Lejos de la apreciada afirmación de valores y de la lúdica función catártica
que otrora cumplieron los géneros cinematográficos, gran parte del cine de hoy
se ofrece más como una irrefrenable emergencia de lo real (de ahí, tal vez,
la frecuente mezcolanza de ficción y documental que hay en estas películas)
que como modelos culturales estándares o como la revelación privilegiada de
un creador (2) que tanto promovió el
cine de autor de los años sesenta y setenta.

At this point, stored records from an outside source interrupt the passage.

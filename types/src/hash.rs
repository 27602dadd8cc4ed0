//! Transaction hash type.

use serde::{Deserialize, Serialize};
use sha2::{Digest, Sha256};
use std::fmt;

/// A 32-byte transaction hash: SHA-256 of the raw transaction bytes.
#[derive(Clone, Copy, PartialEq, Eq, Hash, Serialize, Deserialize)]
pub struct TxHash([u8; 32]);

impl TxHash {
    /// Hash raw transaction bytes.
    pub fn of(tx_bytes: &[u8]) -> Self {
        Self(Sha256::digest(tx_bytes).into())
    }
}

impl fmt::Debug for TxHash {
    fn fmt(&self, f: &mut fmt::Formatter<'_>) -> fmt::Result {
        write!(f, "TxHash({})", hex::encode(&self.0[..4]))
    }
}

impl fmt::Display for TxHash {
    fn fmt(&self, f: &mut fmt::Formatter<'_>) -> fmt::Result {
        write!(f, "{}", hex::encode(self.0))
    }
}

#[cfg(test)]
mod tests {
    use super::*;

    #[test]
    fn hash_of_empty_input() {
        assert_eq!(
            TxHash::of(b"").to_string(),
            "e3b0c44298fc1c149afbf4c8996fb92427ae41e4649b934ca495991b7852b855"
        );
    }

    #[test]
    fn different_bytes_hash_differently() {
        assert_ne!(TxHash::of(b"a"), TxHash::of(b"b"));
        assert_eq!(TxHash::of(b"a").to_string().len(), 64);
    }
}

Concretamente, si pensamos en el escenario urbano de los globalizados 90, las
urgencias de la agenda social imprimen (con escasos matices) en películas como
la argentina Pizza, birra, faso (de Bruno Stagnaro y Adrián Caetano, 1996),
la española Barrio (de Fernando León, 1997), la mexicana Amores perros (de Alejandro
González Iñárritu, 2000), la colombiana La virgen de los sicarios (de Barbet
Schroeder, 2000) y la francesa El odio. En todas priva el tema de la marginalidad
y la violencia a partir del retrato de una generación de jóvenes sin rumbo ni
ambiciones y sin un mínimo proyecto de vida. En todas, se vislumbran como factores
casi excluyentes el desempleo, la degradación física y moral, la falta de contención
familiar, la ausencia de referentes positivos. En el caso de El odio, además,
actúan como disparador y agravante del conflicto la xenofobia y la arbitrariedad
policial. Dos de las cuestiones sociales más preocupantes que enfrentan la comunidad
y las autoridades francesas de este fin de milenio. Al respecto, señaló la ensayista
Myrto Konstantarakos: "Tal vez a Kassovitz le hubiera gustado que su film resultara
controvertido, pero en cambio fue visto y considerado por los medios y por el
gobierno como un documento instructivo, como un verdadero registro de la sociedad
francesa". (3) De este modo, trasvasando
el plano cinematográfico y enfatizando el costado militante que en el fondo
anima a todo film social, El odio se convirtió en un eficaz y operativo agente
de historia. Retrató una problemática, propuso un punto de vista y reinstaló
un debate que venía antecedido por un hecho real: el asesinato de un joven árabe
a manos de la policía.
"La cuestión no es cómo se cae, sino cómo se aterriza -repite en el final la voz en off-. Se trata de una sociedad derrumbándose". En el film no hay respuestas, ni normativas. Sólo el llamamiento a considerar las causas y variantes de la caída antes de dar con tierra.